April 16, 2011 5 comments

Without doubt my favourite stand up comedian of all time, Bill Hicks’s untimely death in 1994 at the ridiculously young age of 32, robbed the world of one of the most incisive wits ever.

His abrasive and mocking style in which he attacked amongst other things popular culture, authority, organised religion and politics, was delivered with a conviction and style that I think is sadly lacking in many of the current comedians of today, who seem to have found success telling tedious stories about growing up in their home town, the funny things their kids do and/or looneys on the bus.

Bill on the other hand was different. I have one set where he opens by thanking the audience for their kind welcome, and says that he hopes he can fill their empty lives with stuff they couldn’t possibly think of themselves, straight to the point, sarcastic and funny…

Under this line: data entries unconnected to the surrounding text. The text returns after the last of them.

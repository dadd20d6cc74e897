//! Graded Kernel and Minimal Generating Sets
//!
//! The presentation algorithms reduce to two primitives over bigraded
//! GF(2) matrices:
//!
//! - the kernel of the columns visible at a fixed grade, as explicit
//!   combination vectors (standard column reduction with a slave matrix
//!   recording the combinations), and
//! - minimal generators of a graded submodule: sweeping candidate
//!   grades in colexicographic order and extending a basis over the
//!   span of the generators already found.
//!
//! In two parameters the join of any set of grades is realized by some
//! pair of them (one attains the x maximum, one the y maximum), so the
//! pairwise joins of the column grades are the only grades at which new
//! kernel generators can appear.

use std::collections::{BTreeMap, BTreeSet};

use crate::matrix::{Column, F2Basis, GradedMatrix};
use crate::numeric::Grade;

/// Basis of the kernel of the columns of `mat` at or below `grade`,
/// as combination vectors in domain coordinates. `order` fixes the
/// reduction order (colex by grade, then index) so results are
/// deterministic across grades.
pub(crate) fn kernel_basis_at(mat: &GradedMatrix, grade: Grade, order: &[usize]) -> Vec<Column> {
    let mut pivots: BTreeMap<usize, usize> = BTreeMap::new();
    let mut red_cols: Vec<Column> = Vec::new();
    let mut red_combos: Vec<Column> = Vec::new();
    let mut kernel = Vec::new();

    'columns: for &j in order {
        if !mat.grades[j].leq(&grade) {
            continue;
        }
        let mut col = mat.columns[j].clone();
        let mut combo = Column::unit(j);
        while let Some(low) = col.low() {
            match pivots.get(&low) {
                Some(&p) => {
                    col.add_assign(&red_cols[p]);
                    combo.add_assign(&red_combos[p]);
                }
                None => {
                    pivots.insert(low, red_cols.len());
                    red_cols.push(col);
                    red_combos.push(combo);
                    continue 'columns;
                }
            }
        }
        // fully reduced to zero: the combination is a kernel vector
        kernel.push(combo);
    }
    kernel
}

/// Minimal generators of the kernel module of `mat`, with the grades at
/// which they first exist, as columns in domain coordinates.
pub(crate) fn kernel_generators(mat: &GradedMatrix) -> Vec<(Grade, Column)> {
    let order = mat.colex_order();

    let mut candidates: BTreeSet<(usize, usize)> = BTreeSet::new();
    for (i, a) in mat.grades.iter().enumerate() {
        for b in &mat.grades[i..] {
            candidates.insert(a.join(b).colex());
        }
    }

    let mut found: Vec<(Grade, Column)> = Vec::new();
    for (y, x) in candidates {
        let g = Grade::new(x, y);
        let kernel = kernel_basis_at(mat, g, &order);
        if kernel.is_empty() {
            continue;
        }
        let mut basis = F2Basis::new();
        for (h, col) in &found {
            if h.leq(&g) {
                basis.insert(col.clone());
            }
        }
        for col in kernel {
            if basis.insert(col.clone()) {
                found.push((g, col));
            }
        }
    }
    found
}

/// Reduces a generating set of a graded submodule to a minimal one:
/// a generator is dropped when it lies in the span of the generators
/// already kept at its own grade.
pub(crate) fn minimize_generators(mut gens: Vec<(Grade, Column)>) -> Vec<(Grade, Column)> {
    gens.sort_by_key(|(g, _)| g.colex());
    let mut kept: Vec<(Grade, Column)> = Vec::new();
    for (g, col) in gens {
        let mut basis = F2Basis::new();
        for (h, c) in &kept {
            if h.leq(&g) {
                basis.insert(c.clone());
            }
        }
        if basis.insert(col.clone()) {
            kept.push((g, col));
        }
    }
    kept
}

#[cfg(test)]
mod tests {
    use super::*;

    #[test]
    fn test_kernel_of_square_cycle() {
        // boundary of the four edges of a square on vertices 0..4
        let m = GradedMatrix::new(
            4,
            vec![
                Column::from_indices([0, 1]),
                Column::from_indices([1, 2]),
                Column::from_indices([2, 3]),
                Column::from_indices([0, 3]),
            ],
            vec![Grade::new(1, 1); 4],
        );
        let gens = kernel_generators(&m);
        assert_eq!(gens.len(), 1);
        assert_eq!(gens[0].0, Grade::new(1, 1));
        // the cycle uses all four edges
        assert_eq!(gens[0].1, Column::from_indices([0, 1, 2, 3]));
    }

    #[test]
    fn test_kernel_generator_at_join_grade() {
        // two equal columns entering at incomparable grades: their sum
        // vanishes, but only once both are present, at the join (1, 1)
        let m = GradedMatrix::new(
            1,
            vec![Column::unit(0), Column::unit(0)],
            vec![Grade::new(1, 0), Grade::new(0, 1)],
        );
        let gens = kernel_generators(&m);
        assert_eq!(gens.len(), 1);
        assert_eq!(gens[0].0, Grade::new(1, 1));
        assert_eq!(gens[0].1, Column::from_indices([0, 1]));
    }

    #[test]
    fn test_zero_map_kernel_is_free() {
        let m = GradedMatrix::new(
            0,
            vec![Column::new(), Column::new()],
            vec![Grade::new(0, 0), Grade::new(1, 0)],
        );
        let gens = kernel_generators(&m);
        assert_eq!(gens.len(), 2);
        assert_eq!(gens[0].0, Grade::new(0, 0));
        assert_eq!(gens[1].0, Grade::new(1, 0));
    }

    #[test]
    fn test_minimize_drops_dependent_generator() {
        let gens = vec![
            (Grade::new(0, 0), Column::unit(0)),
            (Grade::new(1, 0), Column::unit(1)),
            // dependent on the two above, which exist at (1, 1)
            (Grade::new(1, 1), Column::from_indices([0, 1])),
        ];
        let kept = minimize_generators(gens);
        assert_eq!(kept.len(), 2);
    }
}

My take on Bill Hicks is that he not only wanted to entertain, but was also keen to get his audience to open their eyes and question the accepted truth of things: i.e. untaxed drugs are not always bad for you, the Government is not always right, and parents don’t always know what they’re talking about. His big thing was smoking, and how all the cool people in popular culture smoked. He was hardly ever seen on stage without a cigarette in hand, having a go at anyone who objected, the sad irony being of course that it was smoking related cancer that killed him (so he was not always right…)

I first came across his work on an album by Hull’s finest Fila Brazillia. Tucked away on the end of a track called 6ft Wasp on 1995’s excellent Maim that Tune, was a brilliant sketch about marketing, which thanks to YouTube you can watch below…. (or listen to it on the Spotify link above with Fila’s wonderful washes of sound as a backdrop)

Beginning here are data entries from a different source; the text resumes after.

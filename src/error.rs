//! Error Taxonomy for the Computation Pipeline
//!
//! Three families of failures, per the overall design:
//!
//! - Input validation: malformed filtrations and out-of-range or
//!   unparseable queries. Reported with enough context (line number,
//!   offending value) for the caller to fix the input.
//! - Internal invariant violations: a construction step that cannot
//!   proceed, or an arrangement that disagrees with itself. These abort
//!   the whole computation; a partially-correct arrangement is never
//!   returned.
//! - Resource errors: worker-pool construction failure.
//!
//! All operations are deterministic functions of their input, so nothing
//! here is retried.

use thiserror::Error;

/// Crate-wide result alias.
pub type Result<T> = std::result::Result<T, Error>;

#[derive(Debug, Error)]
pub enum Error {
    /// The input filtration is malformed (non-monotone boundary grades,
    /// out-of-range indices, missing faces).
    #[error("invalid filtration: {detail}")]
    InvalidFiltration { detail: String },

    /// A query angle outside [0, 90] degrees. `line` is the 1-based
    /// position in the query file or batch.
    #[error("line {line}: angle {angle} must be between 0 and 90")]
    AngleOutOfRange { line: usize, angle: f64 },

    /// A query offset that is NaN or infinite.
    #[error("line {line}: offset {offset} must be finite")]
    OffsetNotFinite { line: usize, offset: f64 },

    /// A query line that could not be parsed as `angle offset`.
    #[error("line {line}: could not parse query '{content}'")]
    ParseQuery { line: usize, content: String },

    /// A defect in the construction itself; the computation is aborted.
    #[error("internal invariant violated: {detail}")]
    InvariantViolation { detail: String },

    /// The requested worker pool could not be created.
    #[error("thread pool: {0}")]
    ThreadPool(String),
}

impl Error {
    pub(crate) fn invariant(detail: impl Into<String>) -> Self {
        Error::InvariantViolation { detail: detail.into() }
    }

    pub(crate) fn filtration(detail: impl Into<String>) -> Self {
        Error::InvalidFiltration { detail: detail.into() }
    }
}

#[cfg(test)]
mod tests {
    use super::*;

    #[test]
    fn test_messages_carry_context() {
        let e = Error::AngleOutOfRange { line: 4, angle: 100.0 };
        assert_eq!(e.to_string(), "line 4: angle 100 must be between 0 and 90");

        let e = Error::ParseQuery { line: 2, content: "abc".into() };
        assert!(e.to_string().contains("line 2"));
        assert!(e.to_string().contains("abc"));
    }
}
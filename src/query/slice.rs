//! Slice-Line Queries and the Query-File Grammar
//!
//! A query is a slice line of the parameter plane given by an angle in
//! degrees, `0` horizontal through `90` vertical, and a signed offset:
//! the line's distance from the origin along its unit normal
//! `(−sin θ, cos θ)`. Query files carry one `angle offset` pair per
//! line; `#` comments and blank lines are skipped, and the first
//! invalid line aborts the whole batch with its line number.

use serde::{Deserialize, Serialize};

use crate::error::{Error, Result};

/// One slice line: angle in degrees within `[0, 90]`, finite offset.
#[derive(Debug, Clone, Copy, PartialEq, Serialize, Deserialize)]
pub struct SliceQuery {
    pub angle: f64,
    pub offset: f64,
}

impl SliceQuery {
    pub fn new(angle: f64, offset: f64) -> Self {
        Self { angle, offset }
    }

    /// Range validation; `line` is reported in the error.
    pub(crate) fn validate(&self, line: usize) -> Result<()> {
        if !self.angle.is_finite() || !(0.0..=90.0).contains(&self.angle) {
            return Err(Error::AngleOutOfRange { line, angle: self.angle });
        }
        if !self.offset.is_finite() {
            return Err(Error::OffsetNotFinite { line, offset: self.offset });
        }
        Ok(())
    }
}

/// Parses a query file. Aborts on the first malformed or out-of-range
/// line.
pub fn parse_queries(text: &str) -> Result<Vec<SliceQuery>> {
    let mut queries = Vec::new();
    for (i, raw) in text.lines().enumerate() {
        let line = i + 1;
        let trimmed = raw.trim();
        if trimmed.is_empty() || trimmed.starts_with('#') {
            continue;
        }
        let mut fields = trimmed.split_whitespace();
        let query = match (fields.next(), fields.next(), fields.next()) {
            (Some(a), Some(o), None) => match (a.parse::<f64>(), o.parse::<f64>()) {
                (Ok(angle), Ok(offset)) => SliceQuery::new(angle, offset),
                _ => return Err(Error::ParseQuery { line, content: raw.to_owned() }),
            },
            _ => return Err(Error::ParseQuery { line, content: raw.to_owned() }),
        };
        query.validate(line)?;
        queries.push(query);
    }
    Ok(queries)
}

The other thing that always strikes me whenever I listen to his stuff now is how relevant it all is. Considering he’s been gone for nearly twenty years, his rants about drugs, war and artistic credibility were amazingly prescient and still ring true to this day. Listen to any of the many YouTube clips in which Hicks talks about the 1990/91 Gulf War, and the echoes to the Iraq war and the current situations in Libya and North Africa are scary…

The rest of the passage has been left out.